Semi-opera by Henry Purcell

The Indian Queen (Z. 630) is a largely unfinished semi-opera with music by Henry Purcell. It was first performed at the Theatre Royal, Drury Lane, London, in 1695. The exact date is unknown, but Peter Holman estimates it may have been in June.

It was created as a revised version of the 1664 play The Indian Queen, in a prologue and five act form by John Dryden and his brother-in-law Sir Robert Howard. In 1694, Thomas Betterton was given £50 to transform the play into an opera, and he commissioned Purcell to compose the music. Purcell, who died in November 1695, left music only for the Prologue and Acts II and III. His brother Daniel completed a masque for Act V.

The Indian Queen is one of Purcell's less often performed stage works.

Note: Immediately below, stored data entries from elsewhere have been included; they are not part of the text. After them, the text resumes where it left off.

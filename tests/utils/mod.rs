use std::path::{Path, PathBuf};
use std::sync::Arc;

use axum_server::Handle;
use crl_gate::config::Config;
use crl_gate::gate::RequestGate;
use crl_gate::pki::crl::RevocationStore;
use crl_gate::server::Server;
use crl_gate::telemetry;
use crl_gate::tls::{
    ClientCertificate, TlsConfig, generate_ca_certificate, generate_client_certificate,
};
use tempfile::TempDir;

/// Revokes `0A:1B:2C` and `01`.
#[allow(dead_code)]
pub const ISSUER_A: &[u8] = include_bytes!("../../test_data/crl/issuer_a.pem");
/// Revokes `7F` and `01:00:FF`.
#[allow(dead_code)]
pub const ISSUER_B: &[u8] = include_bytes!("../../test_data/crl/issuer_b.pem");
/// Valid CRL without revoked entries.
#[allow(dead_code)]
pub const EMPTY_CRL: &[u8] = include_bytes!("../../test_data/crl/empty.pem");

#[allow(dead_code)]
pub fn write_crl(dir: &Path, contents: &[u8]) -> PathBuf {
    let path = dir.join("crl.pem");
    std::fs::write(&path, contents).unwrap();
    path
}

/// Store published from `contents`, with the scratch directory that holds the file.
#[allow(dead_code)]
pub async fn loaded_store(contents: &[u8]) -> (TempDir, PathBuf, Arc<RevocationStore>) {
    let dir = tempfile::tempdir().unwrap();
    let path = write_crl(dir.path(), contents);
    let store = Arc::new(RevocationStore::default());
    store.reload(&path).await.unwrap();
    (dir, path, store)
}

/// Client certificate issued by a throwaway CA.
#[allow(dead_code)]
pub fn client_certificate(serial: &[u8], common_name: &str, emails: &[&str]) -> ClientCertificate {
    let (ca_cert, ca_key) = generate_ca_certificate().unwrap();
    generate_client_certificate(&ca_cert, &ca_key, serial, common_name, emails).unwrap()
}

/// Start the HTTPS server on an ephemeral port and return its port and shutdown handle.
#[allow(dead_code)]
pub async fn spawn_server(gate: Arc<RequestGate>, tls_config: TlsConfig) -> (u16, Handle) {
    telemetry::init_tracing();

    let config = {
        let mut config = Config::load_with_sources(Some(Default::default())).unwrap();
        config.server.host = "127.0.0.1".to_string();
        config.server.port = 0;
        config
    };

    let server = Server::new(gate, &config.server, &tls_config).unwrap();
    let port = server.port();
    let handle = server.handle();
    tokio::spawn(server.run());

    (port, handle)
}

This is probably more a reflection of the incomplete state of the score than of its quality.

== Commission and première ==
The Indian Queen was commissioned by the United Company. The managers, struggling with discontented actors who were threatening to leave, and advised by Lord Chamberlain, a theater monitor, asked Sir Robert Howard to revise his earlier 1664 play with added music by Henry Purcell. Howard however would support the actors to leave before the première, and the actors were successful in doing so, creating their own company. This caused the United Company to première The Indian Queen with amateur actors and to commission additional music from Purcell. The semi-opera would première with some success, but other than a brief revival with added music by Purcell's brother, Daniel, would quickly be forgotten from regular production.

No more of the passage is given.